SLD and special effects

Does anybody know how to create special effects like lightning or smoke
using SDL ?
I want do this but I don’t know how.

You can see my rpg game which is actually in development www.zoltharia.com.

Thanx
Zolthar

It’s really not an SDL-specific question.

I’ve done a few ‘special effects’ using SDL. In one app, I used
PNGs (with alpha, of course) of little blurry balls, and made them into
a fireworks-like effect.

In Tux Paint, there are ‘effect brushes’ you can use (under the “Magic” tool),
like “Chalk-drawing” and “Blur”.

You just code it. :^) SDL doesn’t really have much to do with it.

Good luck!

-bill!On Mon, Nov 17, 2003 at 05:55:12PM +0100, Zolthar wrote:

Does anybody know how to create special effects like lightning or smoke
using SDL ?
I want do this but I don’t know how.

Uzytkownik “Bill Kendrick” napisal w wiadomosci
news:20031117112609.A14881 at sonic.net

Does anybody know how to create special effects like lightning or smoke
using SDL ?
I want do this but I don’t know how.

It’s really not an SDL-specific question.

I’ve done a few ‘special effects’ using SDL. In one app, I used
PNGs (with alpha, of course) of little blurry balls, and made them into
a fireworks-like effect.

In Tux Paint, there are ‘effect brushes’ you can use (under the "Magic"
tool),
like “Chalk-drawing” and “Blur”.

You just code it. :^) SDL doesn’t really have much to do with it.

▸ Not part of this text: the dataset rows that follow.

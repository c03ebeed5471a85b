//! The typed error raised by the forward and inverse resolvers.

use hrw_ir::{Section, Span, SymbolKind};
use thiserror::Error;

use crate::{Diagnostic, ErrorCode};

/// Which side of the translation a failure belongs to.
///
/// Callers use this to tell "this hrw4u is invalid" apart from "this
/// header-rewrite config cannot be decompiled".
#[derive(Copy, Clone, Eq, PartialEq, Hash, Debug)]
pub enum ErrorClass {
    InvalidSource,
    NotDecompilable,
}

/// A symbol lookup failure.
///
/// Every variant carries the offending name as data; restriction and inverse
/// failures also carry the section, so a language server can build a precise
/// diagnostic without parsing the message.
#[derive(Clone, Debug, Eq, PartialEq, Hash, Error)]
pub enum SymbolResolutionError {
    /// The name is not in any table searched for this kind.
    #[error("Unknown {kind}: '{name}'")]
    Unknown { kind: SymbolKind, name: String },

    /// The name exists but is restricted in the current section.
    #[error("{name} is not available in the {section} section")]
    Restricted { name: String, section: Section },

    /// A prefix symbol matched but its suffix is not a known field.
    #[error("invalid suffix '{suffix}' for {prefix}")]
    InvalidSuffix {
        name: String,
        prefix: String,
        suffix: String,
    },

    /// Wrong argument count or an argument/value that fails validation.
    #[error("{name}: {reason}")]
    InvalidArgument { name: String, reason: String },

    /// A `VARS` declaration that cannot be honoured.
    #[error("cannot declare variable '{name}': {reason}")]
    InvalidVariable { name: String, reason: String },

    /// Inverse resolution found no hrw4u equivalent for a primitive.
    #[error("no hrw4u equivalent for '{primitive}' in the {section} section")]
    NotDecompilable { primitive: String, section: Section },
}

impl SymbolResolutionError {
    pub fn unknown(kind: SymbolKind, name: impl Into<String>) -> Self {
        SymbolResolutionError::Unknown {
            kind,
            name: name.into(),
        }
    }

    pub fn restricted(name: impl Into<String>, section: Section) -> Self {
        SymbolResolutionError::Restricted {
            name: name.into(),
            section,
        }
    }

    pub fn invalid_argument(name: impl Into<String>, reason: impl Into<String>) -> Self {
        SymbolResolutionError::InvalidArgument {
            name: name.into(),
            reason: reason.into(),
        }
    }

    pub fn not_decompilable(primitive: impl Into<String>, section: Section) -> Self {
        SymbolResolutionError::NotDecompilable {
            primitive: primitive.into(),
            section,
        }
    }

    /// The offending symbol (or primitive, for inverse failures).
    pub fn symbol(&self) -> &str {
        match self {
            SymbolResolutionError::Unknown { name, .. }
            | SymbolResolutionError::Restricted { name, .. }
            | SymbolResolutionError::InvalidSuffix { name, .. }
            | SymbolResolutionError::InvalidArgument { name, .. }
            | SymbolResolutionError::InvalidVariable { name, .. } => name,
            SymbolResolutionError::NotDecompilable { primitive, .. } => primitive,
        }
    }

    /// The section the failure is tied to, when there is one.
    pub fn section(&self) -> Option<Section> {
        match self {
            SymbolResolutionError::Restricted { section, .. }
            | SymbolResolutionError::NotDecompilable { section, .. } => Some(*section),
            _ => None,
        }
    }

    pub fn code(&self) -> ErrorCode {
        match self {
            SymbolResolutionError::Unknown { .. } => ErrorCode::E1001,
            SymbolResolutionError::Restricted { .. } => ErrorCode::E1002,
            SymbolResolutionError::InvalidSuffix { .. } => ErrorCode::E1003,
            SymbolResolutionError::InvalidArgument { .. } => ErrorCode::E1004,
            SymbolResolutionError::InvalidVariable { .. } => ErrorCode::E1006,
            SymbolResolutionError::NotDecompilable { .. } => ErrorCode::E2001,
        }
    }

    pub fn class(&self) -> ErrorClass {
        if self.is_inverse_miss() {
            ErrorClass::NotDecompilable
        } else {
            ErrorClass::InvalidSource
        }
    }

    /// Whether this is an inverse-resolution miss.
    pub fn is_inverse_miss(&self) -> bool {
        matches!(self, SymbolResolutionError::NotDecompilable { .. })
    }

    /// Build a diagnostic located at `span`.
    pub fn to_diagnostic(&self, span: Span) -> Diagnostic {
        let code = self.code();
        let mut diag = Diagnostic::error(code)
            .with_message(self.to_string())
            .with_label(span, code.description());
        if let Some(section) = self.section() {
            diag = diag.with_note(format!("Current section: {section}"));
        }
        if let SymbolResolutionError::Unknown { kind, .. } = self {
            diag = diag.with_note(format!("searched the {kind} table"));
        }
        diag
    }
}
use crate::registry::NameCategory;
use thiserror::Error;

/// Failure to turn one raw system record into entity rows.
#[derive(Debug, Error)]
pub enum TransformError {
    /// The registry has no id for a name the record depends on.
    #[error("no registry id for {category} {name:?}")]
    MissingId { category: NameCategory, name: String },
}

/// A dump line that could not be read as a system object.
#[derive(Debug, Error)]
pub enum DumpLineError {
    #[error("line is not a JSON object")]
    NotAnObject,
    #[error("malformed system record: {0}")]
    Json(#[from] serde_json::Error),
}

Yeah but I think that using images is not good idea because this solution
takes ram and if you have much effects this takes much ram.
If we could generate effects it would be great.

Greetings> On Mon, Nov 17, 2003 at 05:55:12PM +0100, Zolthar wrote:

[…fx rendering…]

Yeah but I think that using images is not good idea because this
solution takes ram and if you have much effects this takes much
ram. If we could generate effects it would be great.

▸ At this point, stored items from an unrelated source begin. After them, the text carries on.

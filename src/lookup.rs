use crate::preload;
use crate::store;
use anyhow::{Context, Result};
use rusqlite::Connection;
use rustc_hash::{FxHashMap, FxHashSet};
use serde::{Deserialize, Serialize};
use tracing::debug;

/// Categories of constant reference data.
#[derive(Debug, Clone, Copy, PartialEq, Eq, Hash, Serialize, Deserialize)]
pub enum ConstantKind {
    Allegiance,
    Power,
    PowerState,
    Economy,
    Security,
    FactionState,
    Government,
    StationType,
    Ship,
    CommodityGroup,
    ModuleGroup,
}

impl ConstantKind {
    pub const ALL: [ConstantKind; 11] = [
        ConstantKind::Allegiance,
        ConstantKind::Power,
        ConstantKind::PowerState,
        ConstantKind::Economy,
        ConstantKind::Security,
        ConstantKind::FactionState,
        ConstantKind::Government,
        ConstantKind::StationType,
        ConstantKind::Ship,
        ConstantKind::CommodityGroup,
        ConstantKind::ModuleGroup,
    ];

    pub fn table(self) -> &'static str {
        match self {
            ConstantKind::Allegiance => "allegiance",
            ConstantKind::Power => "powers",
            ConstantKind::PowerState => "power_state",
            ConstantKind::Economy => "economies",
            ConstantKind::Security => "security",
            ConstantKind::FactionState => "faction_state",
            ConstantKind::Government => "gov_type",
            ConstantKind::StationType => "station_type",
            ConstantKind::Ship => "ships",
            ConstantKind::CommodityGroup => "commodity_groups",
            ConstantKind::ModuleGroup => "module_groups",
        }
    }
}

/// Source spellings that match neither the stored text nor its eddn form.
const ALIASES: &[(ConstantKind, &str, &str)] = &[
    (ConstantKind::PowerState, "Controlled", "Control"),
    (ConstantKind::StationType, "Mega ship", "Megaship"),
    (ConstantKind::StationType, "Drake-Class Carrier", "Fleet Carrier"),
    (ConstantKind::StationType, "Asteroid base", "Asteroid Base"),
    (ConstantKind::StationType, "Outpost", "Civilian Outpost"),
    (ConstantKind::StationType, "Settlement", "Odyssey Settlement"),
    (ConstantKind::Government, "Prison colony", "Prison Colony"),
    (ConstantKind::FactionState, "Civil unrest", "Civil Unrest"),
    (ConstantKind::FactionState, "Civil war", "Civil War"),
    (ConstantKind::FactionState, "Pirate attack", "Pirate Attack"),
];

/// One row of a constant table.
#[derive(Debug, Clone, PartialEq)]
pub struct ConstantRow {
    pub id: i64,
    pub text: String,
    pub eddn: Option<String>,
}

/// Read-only text→id maps for every constant category.
///
/// Built once per worker from the store and never mutated afterwards.
#[derive(Debug, Default, Clone)]
pub struct LookupTables {
    maps: FxHashMap<ConstantKind, FxHashMap<String, i64>>,
    planetary_types: FxHashSet<i64>,
    commodities: FxHashSet<i64>,
    modules: FxHashSet<i64>,
}

impl LookupTables {
    pub fn load(conn: &Connection) -> Result<Self> {
        let mut tables = Self::default();
        for kind in ConstantKind::ALL {
            let rows = store::constant_rows(conn, kind)
                .with_context(|| format!("Failed to read constant table {}", kind.table()))?;
            for row in rows {
                tables.insert(kind, row.id, &row.text, row.eddn.as_deref());
            }
        }
        tables.planetary_types = store::planetary_station_types(conn)?;
        tables.commodities = store::known_ids(conn, "commodities")?;
        tables.modules = store::known_ids(conn, "modules")?;
        tables.apply_aliases();

        debug!(
            categories = tables.maps.len(),
            commodities = tables.commodities.len(),
            modules = tables.modules.len(),
            "Lookup tables loaded"
        );
        Ok(tables)
    }

    /// Tables straight from the fixed seed data, without a store.
    pub fn from_seed() -> Self {
        let mut tables = Self::default();
        for kind in ConstantKind::ALL {
            for seed in preload::seeds(kind) {
                tables.insert(kind, seed.id, seed.text, seed.eddn);
                if seed.planetary {
                    tables.planetary_types.insert(seed.id);
                }
            }
        }
        tables.apply_aliases();
        tables
    }

    /// First spelling registered for a text wins.
    fn insert(&mut self, kind: ConstantKind, id: i64, text: &str, eddn: Option<&str>) {
        let map = self.maps.entry(kind).or_default();
        map.entry(text.to_string()).or_insert(id);
        if let Some(eddn) = eddn {
            map.entry(eddn.to_string()).or_insert(id);
        }
    }

    fn apply_aliases(&mut self) {
        for (kind, alias, canonical) in ALIASES {
            if let Some(map) = self.maps.get_mut(kind) {
                if let Some(&id) = map.get(*canonical) {
                    map.entry(alias.to_string()).or_insert(id);
                }
            }
        }
    }

    pub fn id(&self, kind: ConstantKind, text: &str) -> Option<i64> {
        self.maps.get(&kind)?.get(text).copied()
    }

    /// Like [`id`](Self::id) but treats a missing text as a miss.
    pub fn id_opt(&self, kind: ConstantKind, text: Option<&str>) -> Option<i64> {
        text.and_then(|t| self.id(kind, t))
    }

    pub fn is_planetary(&self, station_type_id: i64) -> bool {
        self.planetary_types.contains(&station_type_id)
    }

    pub fn has_commodity(&self, commodity_id: i64) -> bool {
        self.commodities.contains(&commodity_id)
    }

    pub fn has_module(&self, module_id: i64) -> bool {
        self.modules.contains(&module_id)
    }

    pub fn with_commodities(mut self, ids: impl IntoIterator<Item = i64>) -> Self {
        self.commodities.extend(ids);
        self
    }

    pub fn with_modules(mut self, ids: impl IntoIterator<Item = i64>) -> Self {
        self.modules.extend(ids);
        self
    }
}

Well, the problem is that software rendering is pretty hard to do
quickly in a portable way. You’ll have to hack specific code for
every pixel format you want to support. You also have to support a
few different ways of doing the actual rendering, since most video
subsystems have some very severe bottlenecks when it comes to s/w
rendering.

Sometimes, rendering directly to the screen is the fastest way, but
never do that with read-modify-write effects - reading VRAM with
the CPU is usually slower than reading data from the hard drive!

On some rendering targets (like OpenGL or glSDL), you can’t access the
display buffers directly at all, so the only viable option is to do
the effects via procedural textures/surfaces. That is, render the
effect into an off-screen buffer, and then blit that to the screen,
using h/w acceleration if possible. If you’re lucky, you can even get
busmaster DMA transfers that way, which avoids the CPU touching VRAM.

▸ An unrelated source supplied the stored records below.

/// Separator between system and station names in station registry keys
pub const STATION_KEY_SEP: &str = "_";

/// Station types keyed by name alone (they hop between systems)
pub const CARRIER_TYPES: &[&str] = &["Drake-Class Carrier", "Fleet Carrier"];

/// Registry file stems (`<stem>.json` full map, `<stem>.new.json` delta)
pub const SYSTEM_MAP_STEM: &str = "systemMap";
pub const FACTION_MAP_STEM: &str = "factionMap";
pub const STATION_MAP_STEM: &str = "stationMap";

/// Manual faction corrections, kept beside the registry maps
pub const OVERRIDES_FILE: &str = "overrides.json";

/// Placeholder ids for stub factions when the naming station gives nothing better
pub const STUB_ALLEGIANCE_ID: i64 = 5;
pub const STUB_GOVERNMENT_ID: i64 = 176;
pub const STUB_STATE_ID: i64 = 80;

/// Progress update interval (log/tick every N dump lines)
pub const PROGRESS_INTERVAL: u64 = 10_000;

/// Buffer size for intermediate file writers
pub const WRITER_BUFFER_SIZE: usize = 128 * 1024;

/// Buffer size for merge readers/writers
pub const MERGE_BUFFER_SIZE: usize = 256 * 1024;

/// Buffer size for reading the dump
pub const DUMP_BUFFER_SIZE: usize = 1024 * 1024;

/// Worker report format version
pub const REPORT_VERSION: u32 = 1;

/// Dump index cache format version
pub const CACHE_VERSION: u32 = 1;

/// Progress tick interval for load steps (rows)
pub const LOAD_PROGRESS_INTERVAL: u64 = 5_000;

/// Default worker count: one and a half per available core
pub fn default_jobs() -> usize {
    let cores = std::thread::available_parallelism()
        .map(|n| n.get())
        .unwrap_or(1);
    (cores * 3 / 2).max(1)
}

If you need to do read-write-modify effects, and you can’t get the
rendering backend to perform the final operation (some targets
support only opaque and colorkey blits), you’re usually better off
doing all rendering into a system memory off-screen buffer first, so
you have a copy of the screen on the right side of the bottleneck. In
some cases, it might make sense to simulate read-modify-write by
reanding from the system memory buffer, doing the processing and
writing directly to VRAM. That’s especially useful if the special FX
are “on top” (ie is applied as the final step) and are updated with a
higher frame rate than the rest of the graphics; you eliminate the
need for restoring the plain graphics before applying the FX.

//David Olofson - Programmer, Composer, Open Source Advocate

.- Audiality -----------------------------------------------.
| Free/Open Source audio engine for games and multimedia. |
| MIDI, modular synthesis, real time effects, scripting,… |
`-----------------------------------> http://audiality.org -’
http://olofson.nethttp://www.reologica.se —On Wednesday 19 November 2003 10.00, Zolthar wrote:

Uzytkownik “Bill Kendrick” napisal w wiadomosci
news:20031117112609.A14881 at sonic.net

Does anybody know how to create special effects like lightning or smoke
using SDL ?
I want do this but I don’t know how.

It’s really not an SDL-specific question.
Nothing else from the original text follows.